Look for "crate" in each line of the records, and copy the lines that have it.

____

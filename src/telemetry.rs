use crate::config::TelemetryConfig;
use crate::error::TelemetryError;
use tracing_subscriber::EnvFilter;

/// Install the global subscriber. `RUST_LOG` wins over the configured level.
/// Logs go to stderr so they never mix with the rendered table.
pub fn init(config: &TelemetryConfig) -> Result<(), TelemetryError> {
    let env_filter = match EnvFilter::try_from_default_env() {
        Ok(filter) => filter,
        Err(_) => EnvFilter::try_new(&config.log_level).map_err(|source| TelemetryError::EnvFilter {
            value: config.log_level.clone(),
            source,
        })?,
    };

    tracing_subscriber::fmt()
        .with_env_filter(env_filter)
        .with_target(false)
        .compact()
        .with_ansi(false)
        .with_writer(std::io::stderr)
        .try_init()
        .map_err(TelemetryError::Subscriber)
}
use crate::error::OutputError;
use serde::Serialize;
use std::path::Path;
use tabled::{settings::Style, Table, Tabled};
use tracing::info;

pub fn write_csv<T: Serialize>(path: &Path, rows: &[T]) -> Result<(), OutputError> {
    let mut wtr = csv::Writer::from_path(path)?;
    for r in rows {
        wtr.serialize(r)?;
    }
    wtr.flush()?;
    info!(path = %path.display(), rows = rows.len(), "wrote csv");
    Ok(())
}

pub fn write_json<T: Serialize>(path: &Path, value: &T) -> Result<(), OutputError> {
    let s = serde_json::to_string_pretty(value)?;
    std::fs::write(path, s)?;
    info!(path = %path.display(), "wrote json");
    Ok(())
}

/// Markdown table of at most `max_rows` rows, or `(no rows)`.
pub fn render_table<T>(rows: &[T], max_rows: usize) -> String
where
    T: Tabled + Clone,
{
    let slice: Vec<T> = rows.iter().take(max_rows).cloned().collect();
    if slice.is_empty() {
        return "(no rows)".to_string();
    }
    Table::new(slice).with(Style::markdown()).to_string()
}

pub fn preview_table<T>(title: &str, note: Option<&str>, rows: &[T], max_rows: usize)
where
    T: Tabled + Clone,
{
    println!("{}", title);
    if let Some(n) = note {
        println!("({})", n);
    }
    println!();
    println!("{}\n", render_table(rows, max_rows));
    if rows.len() > max_rows {
        println!("(showing {} of {} rows)\n", max_rows, rows.len());
    }
}
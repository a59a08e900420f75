//! Workforce utilisation table: loads the people dataset, projects each
//! active person into a flat display row for a reference date, and renders
//! or exports the result.
pub mod config;
pub mod error;
pub mod loader;
pub mod output;
pub mod projector;
pub mod telemetry;
pub mod types;
pub mod util;

pub use projector::{project, project_with_stats, ProjectionStats, HOURS_PER_MONTH};
pub use types::{DisplayRow, SourceRecord, TablePayload, COLUMNS};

____

→ WRITTEN SOLUTION
use crate::config::TelemetryConfig;
use crate::error::TelemetryError;
use crate::error::OutputError;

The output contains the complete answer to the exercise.